I don't know if $45B is a line item to them, but to give you a sense of scale of how much money the Saudis have, Aramco had a net income of about $34B in the first half of 2017 [0].
$34B is a lot in company scales but not a lot when it is the vast majority of a government budget used to sustain a very plush lifestyle for millions of people.
Saudi has been running huge deficits and have had to dig into their reserves to the tune of hundreds of billions of dollars to sustain their spending.
In the first five months of '15 they had to draw $65B from reserves just to meet costs[0]
They've introduced a new VAT, excise on fuel, cut health and education spending etc. to prevent the house of cards from collapsing[1].
Further to that point, Saudi Arabia's population is expanding very rapidly, putting immense strain on those limited resources (which have to be used to continually pacify the population).
Unlike (almost) every other business on earth where you have to do work and compete with peers to make a profit on your efforts, all the value of oil is sitting in the ground underneath them. Oil wealth is just luck of being born on top of the right geology.
And being part of an extremist tribe who were useful to the Brits/Americans versus the Ottomans in World War 1, who then continued to provide a “stable source” of oil. Stable because they stamped out any sort of democracy or society with freedoms that would allow anyone to object to their arrangements with the West, in exchange for one family of the tribe to become extremely wealthy.
You could do a lot of interesting things with a fund of that size. It also changes the landscape of late stage and growth companies because they can now potentially raise at valuations that allow them to utterly dominate their competition. This has always been the dream for entrepreneurs: figure out product market fit, then raise insane amounts of money to pour on growth. If you’re a couple orders of magnitude away from your next closest competitor, it’s going to be tough for them to compete.

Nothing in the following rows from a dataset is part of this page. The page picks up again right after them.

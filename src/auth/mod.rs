use crate::state::AppState;
use axum::Router;

pub mod claims;
mod dto;
pub mod extractors;
pub mod handlers;
pub mod jwt;
pub mod password;
pub mod repo;
mod reset;

pub use claims::Role;
pub use extractors::{ApplicantUser, AuthUser, HrUser, Scope, StaffUser};

pub fn router() -> Router<AppState> {
    Router::new()
        .merge(handlers::auth_routes())
        .merge(handlers::me_routes())
}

I have a feeling that SoftBank would be $1 trillion organization by the end of 2030. Let me explain why. The entire magic here lies in the ability to through lots and lots of arrows and this ability is gained only when you have reached a critical mass in terms of fund size. As an example, here is YC facts:
YC started in: 2005
Number of companies funded (2017): 1,450
Approximate investment: $200M
Valuation of all companies: $80B
People here will be quick to point out that there is a difference between valuation and realized cash. Also that there is pg magic that is missing in other funds. For the first objection, let’s cut down valuation to just 25%of what they claim, ie, $20B. For the second objection, I had say there have been couple of semi-scientific studies that pointed out that YC is doing just 10-20% better than other funds of same size and that predicting startup success if futile and that your only real recourse is to have lots of arrows.
So timided down YC data suggests that if you have fund of certain critical size you can ignite the chain reaction and watch the magic of compounded growth. YC has showed approximately 100X return over 10 years. There is no other financial vehicle that does this.
If that much capital is available without all of the regulatory burden... does this mean the end of traditional IPO's and using something like profit sharing in order to return the capital investment?
Thanks SEC for ensuring that all the returns from high growth tech companies are accruing to foreign billionaires and corrupt oil princes rather than to american retirement accounts and pension funds!
Unsophisticated Individuals certainly can’t invest in private equity, but I’m curious if there are similar rules against a pension fund or other such collection of unsophisticated money having high risk assets in their portfolio.
This is an absurd statistic. If that's actually true, startups have a long and potentially exhilarating road ahead of them.
I wonder what this would do to the startup landscape in the long term though. Will this make startups look more like big incumbents more than a sprawling landscape?